(Data for processing begins)

impl<R: Read> ObjectInput for RoutineInput<'_, R> {
    fn has_custom_data(&self) -> bool {
        self.region
    }

    fn read_bool(&mut self) -> Result<bool> {
        Ok(self.array::<1>()?[0] != 0)
    }

    fn read_i8(&mut self) -> Result<i8> {
        Ok(self.array::<1>()?[0] as i8)
    }

    fn read_u8(&mut self) -> Result<u8> {
        Ok(self.array::<1>()?[0])
    }

    fn read_i16(&mut self) -> Result<i16> {
        Ok(i16::from_be_bytes(self.array()?))
    }

    fn read_char(&mut self) -> Result<u16> {
        Ok(u16::from_be_bytes(self.array()?))
    }

    fn read_i32(&mut self) -> Result<i32> {
        Ok(i32::from_be_bytes(self.array()?))
    }

    fn read_i64(&mut self) -> Result<i64> {
        Ok(i64::from_be_bytes(self.array()?))
    }

    fn read_f32(&mut self) -> Result<f32> {
        Ok(f32::from_bits(u32::from_be_bytes(self.array()?)))
    }

    fn read_f64(&mut self) -> Result<f64> {
        Ok(f64::from_bits(u64::from_be_bytes(self.array()?)))
    }

    fn read_bytes(&mut self, buf: &mut [u8]) -> Result<()> {
        self.fill(buf)
    }

    fn read_utf(&mut self) -> Result<String> {
        let len = usize::from(u16::from_be_bytes(self.array()?));
        let mut bytes = vec![0u8; len];
        self.fill(&mut bytes)?;
        mutf8::decode(&bytes)
    }

    fn read_value(&mut self) -> Result<Value> {
        self.nested(false)
    }

    fn read_unshared(&mut self) -> Result<Value> {
        self.nested(true)
    }

    fn graph(&self) -> &Graph {
        &self.reader.graph
    }
}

(Data for processing ends)

■ Work task: There is one span to return: the line holding "Ok(self.array::<1>()?[0] as i8)" and every line after it through the end of the listing above; please give it exactly and add nothing.

■ Final answer:
        Ok(self.array::<1>()?[0] as i8)
    }

    fn read_u8(&mut self) -> Result<u8> {
        Ok(self.array::<1>()?[0])
    }

    fn read_i16(&mut self) -> Result<i16> {
        Ok(i16::from_be_bytes(self.array()?))
    }

    fn read_char(&mut self) -> Result<u16> {
        Ok(u16::from_be_bytes(self.array()?))
    }

    fn read_i32(&mut self) -> Result<i32> {
        Ok(i32::from_be_bytes(self.array()?))
    }

    fn read_i64(&mut self) -> Result<i64> {
        Ok(i64::from_be_bytes(self.array()?))
    }

    fn read_f32(&mut self) -> Result<f32> {
        Ok(f32::from_bits(u32::from_be_bytes(self.array()?)))
    }

    fn read_f64(&mut self) -> Result<f64> {
        Ok(f64::from_bits(u64::from_be_bytes(self.array()?)))
    }

    fn read_bytes(&mut self, buf: &mut [u8]) -> Result<()> {
        self.fill(buf)
    }

    fn read_utf(&mut self) -> Result<String> {
        let len = usize::from(u16::from_be_bytes(self.array()?));
        let mut bytes = vec![0u8; len];
        self.fill(&mut bytes)?;
        mutf8::decode(&bytes)
    }

    fn read_value(&mut self) -> Result<Value> {
        self.nested(false)
    }

    fn read_unshared(&mut self) -> Result<Value> {
        self.nested(true)
    }

    fn graph(&self) -> &Graph {
        &self.reader.graph
    }
}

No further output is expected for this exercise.